* Given entries:
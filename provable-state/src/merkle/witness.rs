//! Merkle witnesses and a queue that replays them to a prover.
use crate::{
    constant::WITNESS_LENGTH,
    field::{hash_fields, AsFieldBytes, FieldElement},
    traits::WitnessProvider,
    types::{leaf_index, LeafIndex, StateError},
};
use serde::{Deserialize, Serialize};
use serde_with::serde_as;
use std::collections::VecDeque;

/// The sibling hashes needed to recompute the root from one leaf.
///
/// Entry `i` describes level `i` of the path: `siblings[i]` is the node next to
/// the path and `is_left[i]` tells whether the path node is the left child.
#[serde_as]
#[derive(Clone, Debug, PartialEq, Eq, Serialize, Deserialize)]
pub struct MerkleWitness {
    /// Sibling of the path node at each level, from the leaves upward.
    #[serde_as(as = "Vec<AsFieldBytes>")]
    pub siblings: Vec<FieldElement>,
    /// Whether the path node at each level is a left child.
    pub is_left: Vec<bool>,
}

impl MerkleWitness {
    /// Creates a witness, checking that it spans the full tree height.
    pub fn new(siblings: Vec<FieldElement>, is_left: Vec<bool>) -> Result<Self, StateError> {
        let witness = Self { siblings, is_left };
        if !witness.is_well_formed() {
            return Err(StateError::MalformedWitness {
                expected: WITNESS_LENGTH,
                siblings: witness.siblings.len(),
                directions: witness.is_left.len(),
            });
        }
        Ok(witness)
    }

    fn is_well_formed(&self) -> bool {
        self.siblings.len() == WITNESS_LENGTH && self.is_left.len() == WITNESS_LENGTH
    }

    /// Recovers the leaf index encoded by the direction bits.
    pub fn calculate_index(&self) -> LeafIndex {
        let mut index = LeafIndex::ZERO;
        for (bit, is_left) in self.is_left.iter().enumerate() {
            index.set_bit(bit, !is_left);
        }
        index
    }

    /// Recomputes the root for `leaf` placed at the witnessed position.
    pub fn calculate_root(&self, leaf: FieldElement) -> FieldElement {
        self.siblings
            .iter()
            .zip(&self.is_left)
            .fold(leaf, |node, (sibling, is_left)| {
                if *is_left {
                    hash_fields(&[node, *sibling])
                } else {
                    hash_fields(&[*sibling, node])
                }
            })
    }

    /// Checks that `leaf` sits at `path` in the tree with the given `root`.
    ///
    /// The index implied by the witness must equal the path; otherwise a
    /// witness for a different key could vouch for the claimed value.
    pub fn check_membership(
        &self,
        root: &FieldElement,
        path: &FieldElement,
        leaf: FieldElement,
    ) -> bool {
        self.is_well_formed()
            && self.calculate_index() == leaf_index(path)
            && self.calculate_root(leaf) == *root
    }

    /// Root of the tree after replacing the witnessed leaf with `new_leaf`.
    pub fn compute_root(&self, new_leaf: FieldElement) -> FieldElement {
        self.calculate_root(new_leaf)
    }

    /// Checks membership of `leaf` and computes the root after writing
    /// `new_leaf`, walking the path only once.
    ///
    /// Returns `(is_member, old_root, new_root)`.
    pub fn check_membership_get_roots(
        &self,
        root: &FieldElement,
        path: &FieldElement,
        leaf: FieldElement,
        new_leaf: FieldElement,
    ) -> (bool, FieldElement, FieldElement) {
        let (old_root, new_root) = self.siblings.iter().zip(&self.is_left).fold(
            (leaf, new_leaf),
            |(old, new), (sibling, is_left)| {
                if *is_left {
                    (hash_fields(&[old, *sibling]), hash_fields(&[new, *sibling]))
                } else {
                    (hash_fields(&[*sibling, old]), hash_fields(&[*sibling, new]))
                }
            },
        );
        let is_member = self.is_well_formed()
            && self.calculate_index() == leaf_index(path)
            && old_root == *root;
        (is_member, old_root, new_root)
    }
}

/// Replays a recorded sequence of witnesses in order.
///
/// Filled by [`MerkleTree::trace_batch`](crate::merkle::tree::MerkleTree::trace_batch),
/// which applies every write of a batch while recording the witness each
/// transition needs, so the prover sees the tree exactly as it evolves.
#[derive(Clone, Debug, Default, PartialEq, Eq, Serialize, Deserialize)]
pub struct WitnessQueue {
    witnesses: VecDeque<MerkleWitness>,
}

impl WitnessQueue {
    /// Creates an empty queue.
    pub fn new() -> Self {
        Self::default()
    }

    /// Appends a witness.
    pub fn push(&mut self, witness: MerkleWitness) {
        self.witnesses.push_back(witness);
    }

    /// Number of witnesses still queued.
    pub fn len(&self) -> usize {
        self.witnesses.len()
    }

    /// Whether the queue is empty.
    pub fn is_empty(&self) -> bool {
        self.witnesses.is_empty()
    }
}

impl From<Vec<MerkleWitness>> for WitnessQueue {
    fn from(witnesses: Vec<MerkleWitness>) -> Self {
        Self {
            witnesses: witnesses.into(),
        }
    }
}

impl WitnessProvider for WitnessQueue {
    type Error = StateError;

    fn witness(&mut self, _path: &FieldElement) -> Result<MerkleWitness, Self::Error> {
        self.witnesses
            .pop_front()
            .ok_or(StateError::WitnessExhausted)
    }
}
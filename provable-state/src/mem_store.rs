//! In-memory storage backend for the Merkle accumulator.
//!
//! This module provides [`MemStore`], a simple in-memory node store that
//! implements the [`NodeReader`] and [`NodeWriter`] traits. Node values are kept
//! in a [`BTreeMap`] keyed by [`NodeKey`].
//!
//! # Note
//!
//! `MemStore` is **not** an implementation of the accumulator itself. It only
//! holds the nodes; hashing and path maintenance live in
//! [`MerkleTree`](crate::merkle::MerkleTree).
//!
//! # Usage
//!
//! `MemStore` is primarily intended for:
//! - Unit testing and integration testing
//! - Serving as the shared base store under per-worker
//!   [`CachedStore`](crate::merkle::CachedStore) overlays
//! - Serving as a reference implementation of the storage traits
//!
//! # Thread Safety
//!
//! All operations are thread-safe through the use of [`RwLock`] for interior
//! mutability, so a single `MemStore` can be shared by reference across worker
//! threads and still receive atomic batch commits.
use crate::{
    field::FieldElement,
    merkle::updates::NodeUpdates,
    traits::{NodeReader, NodeWriter},
    types::NodeKey,
};
use std::{collections::BTreeMap, sync::RwLock};

/// In-memory node store.
///
/// Only written nodes are stored; absent nodes read as `None` and are
/// interpreted by the tree as the zero value of their level.
#[derive(Debug, Default)]
pub struct MemStore {
    /// Node values by key.
    nodes: RwLock<BTreeMap<NodeKey, FieldElement>>,
}

impl Clone for MemStore {
    fn clone(&self) -> Self {
        Self {
            nodes: RwLock::new(self.nodes.read().expect("nodes lock poisoned").clone()),
        }
    }
}

impl MemStore {
    /// Creates a new empty `MemStore` instance.
    pub fn new() -> Self {
        Self {
            nodes: RwLock::new(BTreeMap::new()),
        }
    }

    /// Applies a batch of node updates.
    ///
    /// Every entry's new value replaces the stored one. The write lock is held
    /// for the whole batch, so readers observe either none or all of it.
    ///
    /// # Arguments
    ///
    /// * `updates` - Batch of node changes to apply
    ///
    /// # Errors
    ///
    /// Rejects the whole batch if any recorded old value differs from the
    /// stored one, which happens when another overlay over this store
    /// committed after the batch was computed.
    pub fn update_nodes(&self, updates: NodeUpdates) -> Result<(), &'static str> {
        let mut nodes = self.nodes.write().map_err(|_| "nodes lock poisoned")?;
        updates.ensure_base(|key| Ok::<_, &'static str>(nodes.get(key).copied()))?;
        for (key, (_, new_value)) in updates.data {
            nodes.insert(key, new_value);
        }
        Ok(())
    }

    /// Number of materialized nodes.
    pub fn len(&self) -> usize {
        self.nodes.read().expect("nodes lock poisoned").len()
    }

    /// Whether no node has been written yet.
    pub fn is_empty(&self) -> bool {
        self.len() == 0
    }
}

impl NodeReader for MemStore {
    /// Error type for node read operations.
    ///
    /// Uses static string references for simplicity in this in-memory implementation.
    type Error = &'static str;

    fn node(&self, key: &NodeKey) -> Result<Option<FieldElement>, Self::Error> {
        Ok(self
            .nodes
            .read()
            .map_err(|_| "nodes lock poisoned")?
            .get(key)
            .copied())
    }

    fn nodes(&self, keys: &[NodeKey]) -> Result<Vec<Option<FieldElement>>, Self::Error> {
        let nodes = self.nodes.read().map_err(|_| "nodes lock poisoned")?;
        Ok(keys.iter().map(|key| nodes.get(key).copied()).collect())
    }
}

impl NodeWriter for MemStore {
    fn write_nodes(&mut self, updates: NodeUpdates) -> Result<(), Self::Error> {
        self.update_nodes(updates)
    }
}

/// Shared references can commit too: the store synchronizes internally.
impl NodeWriter for &MemStore {
    fn write_nodes(&mut self, updates: NodeUpdates) -> Result<(), Self::Error> {
        self.update_nodes(updates)
    }
}
//! Optional values that can be carried into a proof.
//!
//! A [`StateOption`] records whether the store holds a value at some path.
//! Its [`tree_value`](StateOption::tree_value) is what the accumulator stores at
//! the corresponding leaf: the hash of the value when present and zero when the
//! leaf is empty.
//!
//! Proofs only ever see the flattened [`ProvableOption`], which keeps the
//! `is_some` flag next to the tree value.
use crate::field::{bool_to_field, hash_fields, select, FieldElement, ToFields};
use ark_ff::Zero;
use serde::{Deserialize, Serialize};

/// An optional value together with the flags needed to prove facts about it.
///
/// When `is_some` is false, `value` is `V::default()` and never user data.
#[derive(Clone, Debug, Default, PartialEq, Eq, Serialize, Deserialize)]
pub struct StateOption<V> {
    /// Whether a value is present.
    pub is_some: bool,
    /// The value, or the canonical dummy when absent.
    pub value: V,
    /// Set when a "none" option was coerced into "some" by [`StateOption::force_some`].
    pub is_forced_some: bool,
}

impl<V: ToFields + Default> StateOption<V> {
    /// An option holding `value`.
    pub fn some(value: V) -> Self {
        Self {
            is_some: true,
            value,
            is_forced_some: false,
        }
    }

    /// An empty option.
    pub fn none() -> Self {
        Self {
            is_some: false,
            value: V::default(),
            is_forced_some: false,
        }
    }

    /// The value stored in the accumulator leaf for this option.
    pub fn tree_value(&self) -> FieldElement {
        let hashed = hash_fields(&self.value.to_fields());
        select(
            self.is_some && !self.is_forced_some,
            hashed,
            FieldElement::zero(),
        )
    }

    /// Coerces an empty option into "some" while pinning its tree value to zero.
    ///
    /// The result claims that the accumulator leaf is empty, so a membership
    /// check against it can no longer be skipped. Options that already hold a
    /// value, including already forced ones, are left unchanged.
    pub fn force_some(&mut self) {
        self.is_forced_some = self.is_forced_some || !self.is_some;
        self.is_some = true;
    }

    /// Returns the provable form of this option.
    pub fn to_provable(&self) -> ProvableOption {
        ProvableOption {
            is_some: self.is_some,
            value: self.tree_value(),
        }
    }

    /// Converts back into a plain [`Option`]. Forced options read as `None`.
    pub fn into_option(self) -> Option<V> {
        (self.is_some && !self.is_forced_some).then_some(self.value)
    }
}

impl<V: ToFields + Default> From<Option<V>> for StateOption<V> {
    fn from(value: Option<V>) -> Self {
        match value {
            Some(value) => Self::some(value),
            None => Self::none(),
        }
    }
}

/// The in-proof form of an option: the presence flag and the tree value.
#[derive(Clone, Copy, Debug, Default, PartialEq, Eq, Serialize, Deserialize)]
pub struct ProvableOption {
    /// Whether a value is present.
    pub is_some: bool,
    /// Tree value of the option (hash of the value, or zero).
    #[serde(with = "crate::field::serde_field")]
    pub value: FieldElement,
}

impl ProvableOption {
    /// A present option with the given tree value.
    pub fn some(value: FieldElement) -> Self {
        Self {
            is_some: true,
            value,
        }
    }

    /// An absent option.
    pub fn none() -> Self {
        Self {
            is_some: false,
            value: FieldElement::zero(),
        }
    }

    /// Coerces into "some". An absent option carries tree value zero, so the
    /// result asserts that the leaf is empty.
    pub fn force_some(self) -> Self {
        Self {
            is_some: true,
            value: select(self.is_some, self.value, FieldElement::zero()),
        }
    }
}

impl ToFields for ProvableOption {
    fn to_fields(&self) -> Vec<FieldElement> {
        vec![bool_to_field(self.is_some), self.value]
    }
}
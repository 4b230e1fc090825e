//! The sparse Merkle accumulator: witnesses, the tree itself, node update
//! tracking and the private write overlay used by concurrent provers.
pub mod cached_store;
pub mod tree;
pub mod updates;
pub mod witness;

pub use cached_store::CachedStore;
pub use tree::MerkleTree;
pub use updates::NodeUpdates;
pub use witness::{MerkleWitness, WitnessQueue};
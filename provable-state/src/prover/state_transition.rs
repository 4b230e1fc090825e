//! The state-transition prover.
//!
//! A batch proof attests that applying a [`TransitionBatch`] to the accumulator
//! with root `state_root` yields the output root, and that the batch's real
//! transitions extend the transitions commitment from the input to the output
//! value. Batch proofs over contiguous ranges merge into one proof.
use super::{
    backend::{Proof, ProofBackend, STATE_TRANSITION_CIRCUIT},
    ensure, ProverError,
};
use crate::{
    commitment::HashList,
    constant::TRANSITIONS_HASH_PREFIX,
    field::{select, FieldElement, ToFields},
    traits::WitnessProvider,
    transition::{ProvableTransition, TransitionBatch},
};
use ark_ff::Zero;
use serde::{Deserialize, Serialize};
use tracing::debug;

/// Public values of the state-transition circuit.
#[derive(Clone, Copy, Debug, Default, PartialEq, Eq, Serialize, Deserialize)]
pub struct StateTransitionPublicValues {
    /// Commitment over all applied transitions.
    #[serde(with = "crate::field::serde_field")]
    pub transitions_hash: FieldElement,
    /// Accumulator root.
    #[serde(with = "crate::field::serde_field")]
    pub state_root: FieldElement,
}

impl StateTransitionPublicValues {
    /// Values at the start of a transaction: empty transition log over `state_root`.
    pub fn fresh(state_root: FieldElement) -> Self {
        Self {
            transitions_hash: FieldElement::zero(),
            state_root,
        }
    }
}

impl ToFields for StateTransitionPublicValues {
    fn to_fields(&self) -> Vec<FieldElement> {
        vec![self.transitions_hash, self.state_root]
    }
}

/// Public input of the state-transition circuit.
pub type StateTransitionPublicInput = StateTransitionPublicValues;

/// Public output of the state-transition circuit.
pub type StateTransitionPublicOutput = StateTransitionPublicValues;

/// A state-transition proof.
pub type StateTransitionProof = Proof<StateTransitionPublicInput, StateTransitionPublicOutput>;

/// Applies one transition to the running root and transitions list.
///
/// Membership is checked for every entry. Padding entries read the reserved
/// path zero, whose leaf stays empty; they never move the root and are never
/// logged.
fn apply_transition<W: WitnessProvider>(
    root: &mut FieldElement,
    transitions: &mut HashList<ProvableTransition>,
    transition: &ProvableTransition,
    witnesses: &mut W,
) -> Result<(), ProverError> {
    let witness = witnesses
        .witness(&transition.path)
        .map_err(|e| ProverError::WitnessUnavailable(format!("{e:?}")))?;
    let is_dummy = transition.is_dummy();

    // Reading "none" asserts that the leaf is empty.
    let from = transition.from.force_some();
    let (is_member, _, candidate_root) =
        witness.check_membership_get_roots(root, &transition.path, from.value, transition.to.value);
    ensure(is_member, || {
        format!("{transition} does not match the accumulator at root {root}")
    })?;

    *root = select(transition.to.is_some && !is_dummy, candidate_root, *root);
    transitions.push_if(*transition, !is_dummy);
    Ok(())
}

/// Proves transition batches and merges batch proofs.
#[derive(Debug)]
pub struct StateTransitionProver<'a, B> {
    backend: &'a B,
}

impl<B> Clone for StateTransitionProver<'_, B> {
    fn clone(&self) -> Self {
        *self
    }
}

impl<B> Copy for StateTransitionProver<'_, B> {}

impl<'a, B: ProofBackend> StateTransitionProver<'a, B> {
    /// Creates a prover attesting through `backend`.
    pub fn new(backend: &'a B) -> Self {
        Self { backend }
    }

    /// The backend attesting this prover's proofs.
    pub fn backend(&self) -> &'a B {
        self.backend
    }

    /// Evaluates the batch constraints and returns the public output.
    ///
    /// Witnesses are requested once per entry, padding included, in batch order.
    pub fn run_batch<W: WitnessProvider>(
        input: StateTransitionPublicInput,
        batch: &TransitionBatch,
        mut witnesses: W,
    ) -> Result<StateTransitionPublicOutput, ProverError> {
        let mut root = input.state_root;
        let mut transitions =
            HashList::with_commitment(TRANSITIONS_HASH_PREFIX, input.transitions_hash);
        for transition in batch.transitions() {
            apply_transition(&mut root, &mut transitions, transition, &mut witnesses)?;
        }
        Ok(StateTransitionPublicValues {
            transitions_hash: transitions.commitment(),
            state_root: root,
        })
    }

    /// Proves one batch.
    pub fn prove_batch<W: WitnessProvider>(
        &self,
        input: StateTransitionPublicInput,
        batch: &TransitionBatch,
        witnesses: W,
    ) -> Result<StateTransitionProof, ProverError> {
        let output = Self::run_batch(input, batch, witnesses)?;
        debug!(
            transitions = batch.real_transitions().count(),
            "proved state-transition batch"
        );
        self.backend.prove(STATE_TRANSITION_CIRCUIT, input, output)
    }

    /// Merges two proofs over adjacent ranges into one proof starting at `input`.
    ///
    /// `first` must start at `input` and `second` must start where `first`
    /// ends. Either failing means the proofs were not produced over one
    /// contiguous execution.
    pub fn merge(
        &self,
        input: StateTransitionPublicInput,
        first: &StateTransitionProof,
        second: &StateTransitionProof,
    ) -> Result<StateTransitionProof, ProverError> {
        self.backend.ensure_valid(first, STATE_TRANSITION_CIRCUIT)?;
        self.backend.ensure_valid(second, STATE_TRANSITION_CIRCUIT)?;

        ensure(first.public_input == input, || {
            "first proof does not start at the merge input".to_string()
        })?;
        ensure(
            first.public_output.state_root == second.public_input.state_root,
            || "state roots of merged proofs are not contiguous".to_string(),
        )?;
        ensure(
            first.public_output.transitions_hash == second.public_input.transitions_hash,
            || "transition commitments of merged proofs are not contiguous".to_string(),
        )?;

        self.backend
            .prove(STATE_TRANSITION_CIRCUIT, input, second.public_output)
    }
}
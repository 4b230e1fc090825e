//! Define traits for storing accumulator nodes and supplying witnesses.
use crate::{
    field::FieldElement,
    merkle::{updates::NodeUpdates, witness::MerkleWitness},
    types::{NodeKey, StateError},
};
use std::fmt::Debug;

/// This trait provides read access to the nodes of the accumulator.
pub trait NodeReader: Debug + Send + Sync {
    /// Custom trait's error type. Data-layer failures such as stale writes
    /// are reported through the `From<StateError>` conversion.
    type Error: Debug + Send + From<StateError>;

    /// Retrieves a node value by key.
    ///
    /// Returns `Ok(None)` for nodes that were never written; it is the
    /// responsibility of the tree to interpret them as the level's zero value.
    fn node(&self, key: &NodeKey) -> Result<Option<FieldElement>, Self::Error>;

    /// Retrieves several nodes at once, in the order of `keys`.
    fn nodes(&self, keys: &[NodeKey]) -> Result<Vec<Option<FieldElement>>, Self::Error> {
        keys.iter().map(|key| self.node(key)).collect()
    }
}

/// This trait provides write access to the nodes of the accumulator.
///
/// All nodes in `updates` become visible together; implementations must not
/// expose a partially applied batch.
pub trait NodeWriter: NodeReader {
    /// Applies a batch of node updates.
    ///
    /// Every recorded old value must equal the value the store holds for that
    /// node, otherwise the whole batch is rejected with
    /// [`StateError::StaleNode`] and nothing is written.
    fn write_nodes(&mut self, updates: NodeUpdates) -> Result<(), Self::Error>;
}

impl<T: NodeReader + ?Sized> NodeReader for &T {
    type Error = T::Error;

    fn node(&self, key: &NodeKey) -> Result<Option<FieldElement>, Self::Error> {
        (**self).node(key)
    }

    fn nodes(&self, keys: &[NodeKey]) -> Result<Vec<Option<FieldElement>>, Self::Error> {
        (**self).nodes(keys)
    }
}

impl<T: NodeReader + ?Sized> NodeReader for &mut T {
    type Error = T::Error;

    fn node(&self, key: &NodeKey) -> Result<Option<FieldElement>, Self::Error> {
        (**self).node(key)
    }

    fn nodes(&self, keys: &[NodeKey]) -> Result<Vec<Option<FieldElement>>, Self::Error> {
        (**self).nodes(keys)
    }
}

impl<T: NodeWriter + ?Sized> NodeWriter for &mut T {
    fn write_nodes(&mut self, updates: NodeUpdates) -> Result<(), Self::Error> {
        (**self).write_nodes(updates)
    }
}

/// Supplies the Merkle witness for each transition a prover processes.
///
/// Witnesses are requested in the order the prover consumes transitions and
/// must be consistent with the accumulator state reached after all earlier
/// transitions.
pub trait WitnessProvider {
    /// Custom trait's error type.
    type Error: Debug;

    /// Returns the witness for the leaf at `path`.
    fn witness(&mut self, path: &FieldElement) -> Result<MerkleWitness, Self::Error>;
}

impl<T: WitnessProvider + ?Sized> WitnessProvider for &mut T {
    type Error = T::Error;

    fn witness(&mut self, path: &FieldElement) -> Result<MerkleWitness, Self::Error> {
        (**self).witness(path)
    }
}
//! The state-transition and block provers.
//!
//! Provers evaluate their constraints off-circuit and hand the resulting
//! public values to a [`ProofBackend`](backend::ProofBackend) for attestation.
//! A violated constraint means the proof does not exist: it surfaces as
//! [`ProverError::ConstraintViolation`] and is never retried.
use crate::{commitment::CommitmentError, reducer::ReductionError, types::StateError};
use thiserror::Error;

pub mod backend;
pub mod block;
pub mod state_transition;

pub use backend::{MockBackend, Proof, ProofBackend};
pub use block::{BlockProver, BlockProverState, RuntimeProofOutput};
pub use state_transition::{StateTransitionProver, StateTransitionPublicValues};

/// Error type for proving.
#[derive(Error, Debug, Clone, PartialEq, Eq)]
pub enum ProverError {
    /// A constraint of the proven statement does not hold.
    #[error("constraint violated: {0}")]
    ConstraintViolation(String),

    /// A supplied proof does not verify against the expected circuit.
    #[error("invalid proof for circuit {circuit}")]
    InvalidProof { circuit: String },

    /// The witness provider or the node store failed.
    #[error("witness unavailable: {0}")]
    WitnessUnavailable(String),

    /// The backend refused to attest.
    #[error("backend {backend} failed: {reason}")]
    Backend {
        backend: &'static str,
        reason: String,
    },

    /// An orchestration step was handed no work.
    #[error("nothing to prove")]
    NothingToProve,

    #[error(transparent)]
    State(#[from] StateError),
}

impl From<CommitmentError> for ProverError {
    fn from(err: CommitmentError) -> Self {
        Self::ConstraintViolation(err.to_string())
    }
}

impl From<ReductionError> for ProverError {
    fn from(err: ReductionError) -> Self {
        Self::ConstraintViolation(err.to_string())
    }
}

/// Fails with a constraint violation unless `condition` holds.
#[inline]
pub(crate) fn ensure(condition: bool, message: impl FnOnce() -> String) -> Result<(), ProverError> {
    if condition {
        Ok(())
    } else {
        Err(ProverError::ConstraintViolation(message()))
    }
}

* What needs to be done:
Filter the listing for the word "MerkleWitness" and copy every line that holds it.

* Completed exercise:
pub struct MerkleWitness {
impl MerkleWitness {
    witnesses: VecDeque<MerkleWitness>,
    pub fn push(&mut self, witness: MerkleWitness) {
impl From<Vec<MerkleWitness>> for WitnessQueue {
    fn from(witnesses: Vec<MerkleWitness>) -> Self {
    fn witness(&mut self, _path: &FieldElement) -> Result<MerkleWitness, Self::Error> {
pub use witness::{MerkleWitness, WitnessQueue};
    merkle::{updates::NodeUpdates, witness::MerkleWitness},
    fn witness(&mut self, path: &FieldElement) -> Result<MerkleWitness, Self::Error>;
    fn witness(&mut self, path: &FieldElement) -> Result<MerkleWitness, Self::Error> {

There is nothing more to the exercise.